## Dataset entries
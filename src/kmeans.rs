//! Clustering of pixels into dominant colors using k-means.
//!
//! Centroids are seeded with k-means++ (D² sampling) and then refined with Lloyd's algorithm:
//! every pixel is assigned to its nearest centroid, every non-empty cluster's centroid is moved
//! to the mean of its pixels, and this repeats until the centroids stop moving or
//! [`KmeansOptions::max_iterations`] is reached.
//!
//! The algorithm lives in [`ClusterBackend::cluster`]. Implementors only provide the
//! data-heavy primitives, so [`StandardClusterer`] and `AcceleratedClusterer`
//! (enabled by the `threads` feature) follow the exact same steps. Which one to use is decided once
//! by [`Backend::probe`] and handed to [`Clusterer::new`].
//!
//! Reference:
//! Arthur, D. & Vassilvitskii, S. k-means++: The Advantages of Careful Seeding.
//! Proceedings of the 18th ACM-SIAM Symposium on Discrete Algorithms, 1027–1035, 2007.

mod plus_plus;
mod standard;

#[cfg(feature = "threads")]
mod accelerated;

#[cfg(feature = "threads")]
pub use accelerated::AcceleratedClusterer;
pub use standard::StandardClusterer;

use crate::{AboveMaxLen, ClusterCount, Error, PixelSet, Result, MAX_CLUSTERS};

use std::{fmt::Display, ops::Deref};

use palette::Srgb;
use rand::SeedableRng;
use rand_xoshiro::Xoroshiro128PlusPlus;

/// The default cap on the number of Lloyd iterations.
pub const DEFAULT_MAX_ITERATIONS: u32 = 20;

/// The centroids (mean colors) of each cluster, one `[r, g, b]` per cluster.
///
/// Components are in the `0.0..=255.0` range of the input pixels.
#[derive(Debug, Clone, PartialEq)]
#[repr(transparent)]
pub struct Centroids(Vec<[f32; 3]>);

impl Centroids {
    /// Gets the inner `Vec` of centroids.
    #[must_use]
    pub fn into_inner(self) -> Vec<[f32; 3]> {
        self.0
    }

    /// Creates [`Centroids`] by truncating the input to at most [`MAX_CLUSTERS`] entries.
    #[must_use]
    pub fn from_truncated(mut centroids: Vec<[f32; 3]>) -> Self {
        centroids.truncate(usize::from(MAX_CLUSTERS));
        Self(centroids)
    }

    /// Returns the number of centroids.
    #[allow(clippy::cast_possible_truncation)]
    #[must_use]
    pub fn num_clusters(&self) -> u16 {
        self.0.len() as u16
    }
}

impl Deref for Centroids {
    type Target = [[f32; 3]];

    fn deref(&self) -> &Self::Target {
        &self.0
    }
}

impl From<Centroids> for Vec<[f32; 3]> {
    fn from(value: Centroids) -> Self {
        value.into_inner()
    }
}

impl TryFrom<Vec<[f32; 3]>> for Centroids {
    type Error = AboveMaxLen<u16>;

    fn try_from(centroids: Vec<[f32; 3]>) -> Result<Self, Self::Error> {
        if centroids.len() <= usize::from(MAX_CLUSTERS) {
            Ok(Self(centroids))
        } else {
            Err(AboveMaxLen(MAX_CLUSTERS))
        }
    }
}

/// A builder struct to specify the parameters for k-means.
///
/// # Examples
/// ```
/// # use swatchbook::KmeansOptions;
/// let options = KmeansOptions::new()
///     .max_iterations(50)
///     .seed(42);
/// ```
#[derive(Debug, Clone, Copy, PartialEq)]
pub struct KmeansOptions {
    /// The maximum number of assign/update rounds.
    pub(crate) max_iterations: u32,
    /// The seed value for the random number generator, or `None` for a fresh one per run.
    pub(crate) seed: Option<u64>,
    /// Relative tolerance of the convergence check.
    pub(crate) relative_tolerance: f32,
    /// Absolute tolerance of the convergence check.
    pub(crate) absolute_tolerance: f32,
}

impl Default for KmeansOptions {
    fn default() -> Self {
        Self::new()
    }
}

impl KmeansOptions {
    /// Creates a new [`KmeansOptions`] with default values.
    #[must_use]
    pub const fn new() -> Self {
        Self {
            max_iterations: DEFAULT_MAX_ITERATIONS,
            seed: None,
            relative_tolerance: 1e-5,
            absolute_tolerance: 1e-8,
        }
    }

    /// Sets the maximum number of Lloyd iterations.
    ///
    /// The default is [`DEFAULT_MAX_ITERATIONS`]. At least one iteration is always run,
    /// so `0` is treated as `1`.
    #[must_use]
    pub const fn max_iterations(mut self, max_iterations: u32) -> Self {
        self.max_iterations = if max_iterations == 0 { 1 } else { max_iterations };
        self
    }

    /// Sets the seed value for the random number generator used by k-means++ seeding.
    ///
    /// By default, each run draws a fresh seed, so cluster order and identity vary between runs
    /// even though the resulting percentages stay close.
    #[must_use]
    pub const fn seed(mut self, seed: u64) -> Self {
        self.seed = Some(seed);
        self
    }

    /// Sets the convergence tolerances.
    ///
    /// Refinement stops once every centroid component satisfies
    /// `|new - old| <= absolute + relative * |old|`.
    /// The defaults are `1e-5` (relative) and `1e-8` (absolute).
    #[must_use]
    pub const fn tolerance(mut self, relative: f32, absolute: f32) -> Self {
        self.relative_tolerance = relative;
        self.absolute_tolerance = absolute;
        self
    }
}

/// The result of a clustering run.
#[derive(Debug, Clone, PartialEq)]
pub struct ClusterOutput {
    /// The final centroid of each cluster.
    ///
    /// Centroids of clusters that ended up empty keep their last value.
    pub centroids: Centroids,
    /// The index of the centroid each pixel was assigned to in the last assignment step.
    pub labels: Vec<u8>,
    /// How many assign/update rounds were run.
    pub iterations: u32,
    /// Whether the centroids stopped moving before the iteration cap.
    pub converged: bool,
}

impl ClusterOutput {
    /// Returns the number of pixels assigned to each cluster.
    #[must_use]
    pub fn counts(&self) -> Vec<u32> {
        let mut counts = vec![0; self.centroids.len()];
        for &label in &self.labels {
            counts[usize::from(label)] += 1;
        }
        counts
    }
}

/// The running sum of the pixels assigned to one cluster.
#[derive(Debug, Clone, Copy, Default, PartialEq)]
pub struct ClusterSum {
    /// Per-channel sum.
    sum: [f64; 3],
    /// Number of pixels added.
    count: u32,
}

impl ClusterSum {
    /// Adds a pixel to the sum.
    #[inline]
    pub fn add(&mut self, color: [f32; 3]) {
        for (s, c) in self.sum.iter_mut().zip(color) {
            *s += f64::from(c);
        }
        self.count += 1;
    }

    /// Combines two partial sums of the same cluster.
    #[inline]
    pub fn merge(&mut self, other: Self) {
        for (s, o) in self.sum.iter_mut().zip(other.sum) {
            *s += o;
        }
        self.count += other.count;
    }

    /// Returns the number of pixels added so far.
    #[must_use]
    pub fn count(&self) -> u32 {
        self.count
    }

    /// Returns the mean color, or `None` for an empty cluster.
    #[allow(clippy::cast_possible_truncation)]
    #[must_use]
    pub fn mean(&self) -> Option<[f32; 3]> {
        if self.count == 0 {
            None
        } else {
            let n = f64::from(self.count);
            Some(self.sum.map(|s| (s / n) as f32))
        }
    }
}

/// Converts a pixel to floating point components.
#[inline]
pub(crate) fn components(color: Srgb<u8>) -> [f32; 3] {
    palette::cast::into_array(color).map(f32::from)
}

/// The unweighted squared Euclidean distance between two colors.
#[inline]
pub(crate) fn squared_distance(a: [f32; 3], b: [f32; 3]) -> f32 {
    let dr = a[0] - b[0];
    let dg = a[1] - b[1];
    let db = a[2] - b[2];
    dr * dr + dg * dg + db * db
}

/// Returns the index of the centroid nearest to `color`, preferring the lowest index on ties.
#[allow(clippy::cast_possible_truncation)]
#[inline]
pub(crate) fn nearest(centroids: &[[f32; 3]], color: [f32; 3]) -> u8 {
    let mut min_index = 0;
    let mut min_distance = f32::INFINITY;
    for (i, &centroid) in centroids.iter().enumerate() {
        let distance = squared_distance(color, centroid);
        if distance < min_distance {
            min_distance = distance;
            min_index = i;
        }
    }

    min_index as u8
}

/// Whether every component of `new` is within tolerance of `old`.
fn within_tolerance(old: &[[f32; 3]], new: &[[f32; 3]], relative: f32, absolute: f32) -> bool {
    old.iter()
        .flatten()
        .zip(new.iter().flatten())
        .all(|(&old, &new)| (new - old).abs() <= absolute + relative * old.abs())
}

/// The largest centroid movement between two iterations, for logging.
fn max_shift(old: &[[f32; 3]], new: &[[f32; 3]]) -> f32 {
    old.iter()
        .zip(new)
        .map(|(&a, &b)| squared_distance(a, b).sqrt())
        .fold(0.0, f32::max)
}

/// A clustering backend.
///
/// Implementors supply the per-pixel primitives; [`ClusterBackend::cluster`] runs
/// k-means++ seeding and Lloyd's algorithm on top of them. Every implementation must give
/// the same answers as [`StandardClusterer`] up to floating point summation order.
pub trait ClusterBackend {
    /// A short name for logging.
    fn name(&self) -> &'static str;

    /// Lowers each entry of `nearest` to the squared distance between the
    /// corresponding pixel and `centroid`, if that is smaller.
    fn update_nearest(&self, pixels: &[Srgb<u8>], nearest: &mut [f32], centroid: [f32; 3]);

    /// Writes the index of the nearest centroid for each pixel into `labels`,
    /// breaking ties by the lowest index.
    fn assign(&self, pixels: &[Srgb<u8>], centroids: &[[f32; 3]], labels: &mut [u8]);

    /// Sums the pixels of each of the `k` clusters according to `labels`.
    fn accumulate(&self, pixels: &[Srgb<u8>], labels: &[u8], k: usize) -> Vec<ClusterSum>;

    /// Partitions `pixels` into `k` clusters.
    ///
    /// # Errors
    /// Returns [`Error::Numerical`] if `pixels` is empty or the arithmetic breaks down
    /// (non-finite sampling weights or centroids).
    fn cluster(
        &self,
        pixels: &PixelSet,
        k: ClusterCount,
        options: &KmeansOptions,
    ) -> Result<ClusterOutput> {
        if pixels.is_empty() {
            return Err(Error::numerical("cannot cluster an empty pixel set"));
        }

        let KmeansOptions {
            max_iterations,
            seed,
            relative_tolerance,
            absolute_tolerance,
        } = *options;

        let seed = seed.unwrap_or_else(rand::random);
        let rng = &mut Xoroshiro128PlusPlus::seed_from_u64(seed);

        let mut centroids = plus_plus::init(self, pixels, k, rng)?;
        log::debug!(
            "{} backend: seeded {k} centroids from {} pixels (seed {seed})",
            self.name(),
            pixels.len(),
        );

        let mut labels = vec![0; pixels.len()];
        let mut iterations = 0;
        let mut converged = false;

        while iterations < max_iterations {
            iterations += 1;

            self.assign(pixels, &centroids, &mut labels);
            let sums = self.accumulate(pixels, &labels, k.get());

            let previous = centroids.clone();
            for (centroid, sum) in centroids.0.iter_mut().zip(&sums) {
                if let Some(mean) = sum.mean() {
                    *centroid = mean;
                }
            }

            if let Some(i) = centroids
                .iter()
                .position(|c| c.iter().any(|v| !v.is_finite()))
            {
                return Err(Error::numerical(format!(
                    "centroid {i} is not finite after iteration {iterations}"
                )));
            }

            log::trace!(
                "iteration {iterations}: max centroid shift {:.4}, {} empty clusters",
                max_shift(&previous, &centroids),
                sums.iter().filter(|s| s.count() == 0).count(),
            );

            if within_tolerance(&previous, &centroids, relative_tolerance, absolute_tolerance) {
                converged = true;
                break;
            }
        }

        log::debug!(
            "{} backend: {} after {iterations} iterations",
            self.name(),
            if converged { "converged" } else { "stopped" },
        );

        Ok(ClusterOutput { centroids, labels, iterations, converged })
    }
}

/// The clustering backends that can be selected.
#[derive(Debug, Clone, Copy, PartialEq, Eq, Hash)]
pub enum Backend {
    /// Sequential, scalar clustering.
    Standard,
    /// Data-parallel clustering over a rayon thread pool with SIMD distance search.
    #[cfg(feature = "threads")]
    Accelerated,
}

impl Backend {
    /// Probes for the best available backend.
    ///
    /// This returns [`Backend::Accelerated`] if the `threads` feature is enabled and the current
    /// rayon pool has more than one thread, and [`Backend::Standard`] otherwise.
    /// Call it once at startup and pass the result along; it is not re-evaluated per call.
    #[must_use]
    pub fn probe() -> Self {
        #[cfg(feature = "threads")]
        {
            if rayon::current_num_threads() > 1 {
                return Self::Accelerated;
            }
        }
        Self::Standard
    }
}

impl Display for Backend {
    fn fmt(&self, f: &mut std::fmt::Formatter<'_>) -> std::fmt::Result {
        write!(
            f,
            "{}",
            match self {
                Backend::Standard => "standard",
                #[cfg(feature = "threads")]
                Backend::Accelerated => "accelerated",
            }
        )
    }
}

/// A clusterer bound to one backend.
///
/// # Examples
/// ```
/// # use swatchbook::{Backend, ClusterCount, Clusterer, KmeansOptions, PixelSet};
/// # use palette::Srgb;
/// # fn main() -> Result<(), Box<dyn std::error::Error>> {
/// let pixels = PixelSet::try_from(vec![Srgb::new(255, 0, 0), Srgb::new(0, 0, 255)])?;
/// let clusterer = Clusterer::new(Backend::probe());
/// let output = clusterer.cluster(&pixels, ClusterCount::try_from(2u16)?, &KmeansOptions::new().seed(7))?;
/// assert_eq!(output.labels.len(), 2);
/// # Ok(())
/// # }
/// ```
#[derive(Debug, Clone, Copy, PartialEq, Eq)]
pub enum Clusterer {
    /// See [`StandardClusterer`].
    Standard(StandardClusterer),
    /// See [`AcceleratedClusterer`].
    #[cfg(feature = "threads")]
    Accelerated(AcceleratedClusterer),
}

impl Clusterer {
    /// Creates the clusterer for the given backend.
    #[must_use]
    pub const fn new(backend: Backend) -> Self {
        match backend {
            Backend::Standard => Self::Standard(StandardClusterer),
            #[cfg(feature = "threads")]
            Backend::Accelerated => Self::Accelerated(AcceleratedClusterer),
        }
    }

    /// Returns the backend this clusterer runs on.
    #[must_use]
    pub const fn backend(&self) -> Backend {
        match self {
            Self::Standard(_) => Backend::Standard,
            #[cfg(feature = "threads")]
            Self::Accelerated(_) => Backend::Accelerated,
        }
    }

    /// Partitions `pixels` into `k` clusters.
    ///
    /// # Errors
    /// See [`ClusterBackend::cluster`].
    pub fn cluster(
        &self,
        pixels: &PixelSet,
        k: ClusterCount,
        options: &KmeansOptions,
    ) -> Result<ClusterOutput> {
        match self {
            Self::Standard(clusterer) => clusterer.cluster(pixels, k, options),
            #[cfg(feature = "threads")]
            Self::Accelerated(clusterer) => clusterer.cluster(pixels, k, options),
        }
    }
}

impl From<Backend> for Clusterer {
    fn from(backend: Backend) -> Self {
        Self::new(backend)
    }
}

## EXERCISE GOAL
Above are the entries. Copy exactly the part that opens with the line containing "Writes the index" and closes with the line containing "Sums the pixels", and no more.

## EXERCISE RESPONSE
    /// Writes the index of the nearest centroid for each pixel into `labels`,
    /// breaking ties by the lowest index.
    fn assign(&self, pixels: &[Srgb<u8>], centroids: &[[f32; 3]], labels: &mut [u8]);

    /// Sums the pixels of each of the `k` clusters according to `labels`.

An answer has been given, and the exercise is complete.